§ **Requirement**
Locate, in the data below, the line that contains "end-to-end tests against" and the line that contains "pub use helpers::*;"; reproduce exactly those two lines and every line between them, nothing more.

- - - - -

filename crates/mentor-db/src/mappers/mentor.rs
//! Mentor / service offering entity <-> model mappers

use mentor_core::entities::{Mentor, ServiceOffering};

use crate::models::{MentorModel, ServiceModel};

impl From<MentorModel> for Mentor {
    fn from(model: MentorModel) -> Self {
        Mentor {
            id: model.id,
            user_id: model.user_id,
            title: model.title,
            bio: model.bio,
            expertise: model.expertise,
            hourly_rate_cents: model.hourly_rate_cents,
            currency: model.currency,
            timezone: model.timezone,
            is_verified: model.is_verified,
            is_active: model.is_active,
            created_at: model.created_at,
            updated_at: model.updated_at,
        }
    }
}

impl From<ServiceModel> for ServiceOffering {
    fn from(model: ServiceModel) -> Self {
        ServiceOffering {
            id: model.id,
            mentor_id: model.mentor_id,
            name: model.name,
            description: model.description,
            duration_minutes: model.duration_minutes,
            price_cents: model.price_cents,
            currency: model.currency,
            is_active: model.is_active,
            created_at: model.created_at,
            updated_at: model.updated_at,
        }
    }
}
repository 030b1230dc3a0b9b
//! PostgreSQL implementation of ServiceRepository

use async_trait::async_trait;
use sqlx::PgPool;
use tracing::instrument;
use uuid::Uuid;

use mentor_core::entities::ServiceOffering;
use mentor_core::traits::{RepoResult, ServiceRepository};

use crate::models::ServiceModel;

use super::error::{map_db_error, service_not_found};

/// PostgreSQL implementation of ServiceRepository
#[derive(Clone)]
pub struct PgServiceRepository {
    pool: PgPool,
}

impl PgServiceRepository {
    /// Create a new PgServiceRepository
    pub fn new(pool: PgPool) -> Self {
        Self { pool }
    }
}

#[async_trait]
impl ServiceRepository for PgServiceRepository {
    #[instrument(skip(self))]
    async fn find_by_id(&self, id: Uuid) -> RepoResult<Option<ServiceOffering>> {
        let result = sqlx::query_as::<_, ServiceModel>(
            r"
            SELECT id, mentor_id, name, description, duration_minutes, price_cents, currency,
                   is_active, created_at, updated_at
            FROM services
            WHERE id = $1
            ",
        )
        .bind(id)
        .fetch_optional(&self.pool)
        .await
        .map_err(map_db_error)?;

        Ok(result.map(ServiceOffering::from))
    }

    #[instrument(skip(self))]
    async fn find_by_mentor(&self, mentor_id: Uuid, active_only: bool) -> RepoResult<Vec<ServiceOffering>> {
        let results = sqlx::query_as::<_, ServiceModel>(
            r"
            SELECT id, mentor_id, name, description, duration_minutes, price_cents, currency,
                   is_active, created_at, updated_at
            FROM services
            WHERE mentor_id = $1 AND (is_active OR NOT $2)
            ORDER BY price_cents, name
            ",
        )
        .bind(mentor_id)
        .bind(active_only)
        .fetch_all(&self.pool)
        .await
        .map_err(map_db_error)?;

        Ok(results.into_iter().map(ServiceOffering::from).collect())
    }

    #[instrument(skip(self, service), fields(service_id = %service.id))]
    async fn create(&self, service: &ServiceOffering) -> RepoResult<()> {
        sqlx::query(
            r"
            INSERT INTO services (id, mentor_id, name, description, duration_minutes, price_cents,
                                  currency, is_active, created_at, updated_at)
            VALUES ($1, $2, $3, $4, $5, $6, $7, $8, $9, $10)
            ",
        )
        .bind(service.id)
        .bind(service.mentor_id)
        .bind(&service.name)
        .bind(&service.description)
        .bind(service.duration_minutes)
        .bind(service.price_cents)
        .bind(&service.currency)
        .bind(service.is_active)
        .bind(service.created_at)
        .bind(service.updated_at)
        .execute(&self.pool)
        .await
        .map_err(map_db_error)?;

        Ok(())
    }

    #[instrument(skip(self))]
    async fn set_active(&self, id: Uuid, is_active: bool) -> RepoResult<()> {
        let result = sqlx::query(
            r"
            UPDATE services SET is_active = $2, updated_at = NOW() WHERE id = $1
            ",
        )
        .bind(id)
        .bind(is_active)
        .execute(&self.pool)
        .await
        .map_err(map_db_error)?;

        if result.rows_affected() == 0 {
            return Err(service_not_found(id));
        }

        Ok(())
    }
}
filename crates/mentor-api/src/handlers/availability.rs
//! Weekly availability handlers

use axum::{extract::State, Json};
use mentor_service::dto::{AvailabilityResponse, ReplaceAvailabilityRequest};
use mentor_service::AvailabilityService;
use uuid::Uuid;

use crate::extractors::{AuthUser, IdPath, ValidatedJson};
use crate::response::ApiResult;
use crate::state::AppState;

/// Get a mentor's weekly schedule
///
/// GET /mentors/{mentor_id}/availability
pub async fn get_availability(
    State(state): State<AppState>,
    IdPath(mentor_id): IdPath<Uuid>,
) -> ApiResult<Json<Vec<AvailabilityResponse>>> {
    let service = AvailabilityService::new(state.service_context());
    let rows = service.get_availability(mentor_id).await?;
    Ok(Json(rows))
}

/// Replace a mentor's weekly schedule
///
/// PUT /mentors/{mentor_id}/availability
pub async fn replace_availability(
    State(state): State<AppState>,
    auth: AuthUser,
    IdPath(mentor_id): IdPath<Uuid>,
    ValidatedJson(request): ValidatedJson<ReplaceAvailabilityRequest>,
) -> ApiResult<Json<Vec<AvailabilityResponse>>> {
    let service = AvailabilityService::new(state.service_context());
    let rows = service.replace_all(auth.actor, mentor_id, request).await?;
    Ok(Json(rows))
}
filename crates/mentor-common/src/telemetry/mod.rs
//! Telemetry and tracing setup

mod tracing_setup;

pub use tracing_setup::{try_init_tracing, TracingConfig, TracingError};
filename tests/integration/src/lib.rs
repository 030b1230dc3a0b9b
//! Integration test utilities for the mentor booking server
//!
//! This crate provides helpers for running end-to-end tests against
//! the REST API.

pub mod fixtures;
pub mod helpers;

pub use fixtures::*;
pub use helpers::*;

- - - - -

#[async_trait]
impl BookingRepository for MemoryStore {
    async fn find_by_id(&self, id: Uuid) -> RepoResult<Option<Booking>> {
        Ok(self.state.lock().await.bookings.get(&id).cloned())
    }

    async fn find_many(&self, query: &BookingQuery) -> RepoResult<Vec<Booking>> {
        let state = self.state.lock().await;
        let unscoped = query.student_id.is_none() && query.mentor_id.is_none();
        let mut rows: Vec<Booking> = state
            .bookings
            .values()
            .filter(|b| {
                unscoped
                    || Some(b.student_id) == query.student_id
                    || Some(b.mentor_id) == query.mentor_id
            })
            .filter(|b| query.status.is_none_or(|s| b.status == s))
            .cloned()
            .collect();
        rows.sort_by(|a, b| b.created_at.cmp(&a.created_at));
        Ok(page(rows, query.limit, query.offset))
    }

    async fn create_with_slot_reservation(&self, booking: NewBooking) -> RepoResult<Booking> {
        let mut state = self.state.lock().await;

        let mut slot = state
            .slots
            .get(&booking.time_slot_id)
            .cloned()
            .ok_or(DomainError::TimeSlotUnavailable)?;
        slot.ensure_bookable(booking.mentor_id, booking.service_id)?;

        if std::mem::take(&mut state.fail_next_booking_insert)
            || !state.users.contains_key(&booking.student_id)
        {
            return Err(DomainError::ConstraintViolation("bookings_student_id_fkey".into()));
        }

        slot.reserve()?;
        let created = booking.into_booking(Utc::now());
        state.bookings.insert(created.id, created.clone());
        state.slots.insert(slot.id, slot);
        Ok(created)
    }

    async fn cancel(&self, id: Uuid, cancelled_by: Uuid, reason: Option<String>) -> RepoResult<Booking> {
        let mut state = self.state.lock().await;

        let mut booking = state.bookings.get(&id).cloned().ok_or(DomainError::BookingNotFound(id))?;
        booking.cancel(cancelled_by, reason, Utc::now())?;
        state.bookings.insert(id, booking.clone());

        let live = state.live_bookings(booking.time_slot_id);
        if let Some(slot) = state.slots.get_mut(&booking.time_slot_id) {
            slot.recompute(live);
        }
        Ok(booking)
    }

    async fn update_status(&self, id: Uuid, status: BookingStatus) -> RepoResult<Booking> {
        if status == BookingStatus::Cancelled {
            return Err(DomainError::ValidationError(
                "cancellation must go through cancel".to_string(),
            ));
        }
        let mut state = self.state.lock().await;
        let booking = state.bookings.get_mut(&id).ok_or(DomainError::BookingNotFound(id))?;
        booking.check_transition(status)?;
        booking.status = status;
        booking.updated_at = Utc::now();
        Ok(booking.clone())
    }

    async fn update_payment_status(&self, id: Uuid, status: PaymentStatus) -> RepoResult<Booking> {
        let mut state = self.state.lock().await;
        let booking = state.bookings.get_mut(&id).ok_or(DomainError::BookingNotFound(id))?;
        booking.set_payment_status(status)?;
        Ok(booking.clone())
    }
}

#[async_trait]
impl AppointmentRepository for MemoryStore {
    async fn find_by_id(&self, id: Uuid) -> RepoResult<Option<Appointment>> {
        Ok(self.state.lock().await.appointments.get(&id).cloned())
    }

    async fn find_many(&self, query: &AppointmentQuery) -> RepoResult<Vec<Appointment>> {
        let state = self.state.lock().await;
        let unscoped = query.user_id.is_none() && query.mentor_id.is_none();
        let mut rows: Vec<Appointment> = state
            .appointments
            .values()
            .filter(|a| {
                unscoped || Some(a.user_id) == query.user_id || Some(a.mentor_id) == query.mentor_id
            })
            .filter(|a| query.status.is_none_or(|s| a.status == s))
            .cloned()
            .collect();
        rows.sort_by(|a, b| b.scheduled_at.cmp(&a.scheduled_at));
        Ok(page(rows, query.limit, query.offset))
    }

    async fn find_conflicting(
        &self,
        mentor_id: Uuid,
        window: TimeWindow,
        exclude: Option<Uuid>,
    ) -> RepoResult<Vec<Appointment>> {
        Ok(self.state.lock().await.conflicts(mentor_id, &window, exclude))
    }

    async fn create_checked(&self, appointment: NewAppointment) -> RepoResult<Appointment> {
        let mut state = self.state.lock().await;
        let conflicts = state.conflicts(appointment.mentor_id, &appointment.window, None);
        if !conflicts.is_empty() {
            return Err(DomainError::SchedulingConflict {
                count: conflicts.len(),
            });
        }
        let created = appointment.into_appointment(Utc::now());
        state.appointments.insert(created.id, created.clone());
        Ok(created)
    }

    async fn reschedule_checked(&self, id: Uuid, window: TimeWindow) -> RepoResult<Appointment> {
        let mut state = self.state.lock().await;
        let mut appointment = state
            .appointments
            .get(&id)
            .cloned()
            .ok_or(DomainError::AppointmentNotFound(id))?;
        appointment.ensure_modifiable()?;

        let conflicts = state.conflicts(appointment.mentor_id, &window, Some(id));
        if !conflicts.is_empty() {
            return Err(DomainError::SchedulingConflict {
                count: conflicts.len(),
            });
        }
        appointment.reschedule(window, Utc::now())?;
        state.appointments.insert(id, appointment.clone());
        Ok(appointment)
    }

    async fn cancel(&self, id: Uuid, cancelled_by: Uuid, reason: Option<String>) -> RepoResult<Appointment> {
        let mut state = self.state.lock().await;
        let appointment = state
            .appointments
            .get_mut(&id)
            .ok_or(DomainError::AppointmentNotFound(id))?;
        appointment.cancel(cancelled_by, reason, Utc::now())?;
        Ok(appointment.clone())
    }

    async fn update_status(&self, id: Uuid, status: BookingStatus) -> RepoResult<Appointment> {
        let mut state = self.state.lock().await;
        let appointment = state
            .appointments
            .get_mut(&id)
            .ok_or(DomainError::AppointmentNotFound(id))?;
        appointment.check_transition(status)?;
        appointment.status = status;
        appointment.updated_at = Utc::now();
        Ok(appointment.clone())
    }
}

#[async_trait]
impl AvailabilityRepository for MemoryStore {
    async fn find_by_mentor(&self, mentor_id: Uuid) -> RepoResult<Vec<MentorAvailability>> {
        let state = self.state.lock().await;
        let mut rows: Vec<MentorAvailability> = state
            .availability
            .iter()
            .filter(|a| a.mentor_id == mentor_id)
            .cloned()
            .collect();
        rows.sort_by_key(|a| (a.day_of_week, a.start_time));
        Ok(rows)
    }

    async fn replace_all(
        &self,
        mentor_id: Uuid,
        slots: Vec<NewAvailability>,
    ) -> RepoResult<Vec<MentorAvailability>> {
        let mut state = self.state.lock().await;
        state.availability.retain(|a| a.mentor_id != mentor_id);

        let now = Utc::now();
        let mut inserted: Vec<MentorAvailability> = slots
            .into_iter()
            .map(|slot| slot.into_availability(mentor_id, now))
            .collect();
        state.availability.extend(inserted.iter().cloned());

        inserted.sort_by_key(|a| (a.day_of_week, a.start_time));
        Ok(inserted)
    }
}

- - - - -

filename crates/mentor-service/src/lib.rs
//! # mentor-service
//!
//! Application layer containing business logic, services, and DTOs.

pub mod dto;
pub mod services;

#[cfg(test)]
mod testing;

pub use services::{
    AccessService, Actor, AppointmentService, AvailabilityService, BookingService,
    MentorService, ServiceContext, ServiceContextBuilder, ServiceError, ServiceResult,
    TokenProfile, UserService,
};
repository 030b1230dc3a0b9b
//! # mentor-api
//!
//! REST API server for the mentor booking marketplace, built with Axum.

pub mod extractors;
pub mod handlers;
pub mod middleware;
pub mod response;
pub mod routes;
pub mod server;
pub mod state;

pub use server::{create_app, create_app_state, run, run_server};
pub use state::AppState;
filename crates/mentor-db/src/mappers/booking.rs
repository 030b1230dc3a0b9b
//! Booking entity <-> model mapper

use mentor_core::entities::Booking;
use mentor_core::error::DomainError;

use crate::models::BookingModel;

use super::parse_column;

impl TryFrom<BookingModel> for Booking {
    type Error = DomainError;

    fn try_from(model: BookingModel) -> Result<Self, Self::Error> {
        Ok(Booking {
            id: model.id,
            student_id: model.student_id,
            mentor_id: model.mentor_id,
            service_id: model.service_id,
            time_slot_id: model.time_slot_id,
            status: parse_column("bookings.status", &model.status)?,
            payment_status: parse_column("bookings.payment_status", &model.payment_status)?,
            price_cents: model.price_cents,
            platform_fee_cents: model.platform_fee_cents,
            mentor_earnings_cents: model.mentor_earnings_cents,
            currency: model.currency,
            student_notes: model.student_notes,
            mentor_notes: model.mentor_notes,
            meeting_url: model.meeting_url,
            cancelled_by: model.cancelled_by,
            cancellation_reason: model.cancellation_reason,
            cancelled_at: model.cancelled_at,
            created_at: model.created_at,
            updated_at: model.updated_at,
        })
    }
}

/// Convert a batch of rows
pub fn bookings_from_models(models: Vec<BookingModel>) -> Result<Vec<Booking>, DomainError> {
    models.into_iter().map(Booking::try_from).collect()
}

- - - - -

§ **Solved exercise**
//! This crate provides helpers for running end-to-end tests against
//! the REST API.

pub mod fixtures;
pub mod helpers;

pub use fixtures::*;
pub use helpers::*;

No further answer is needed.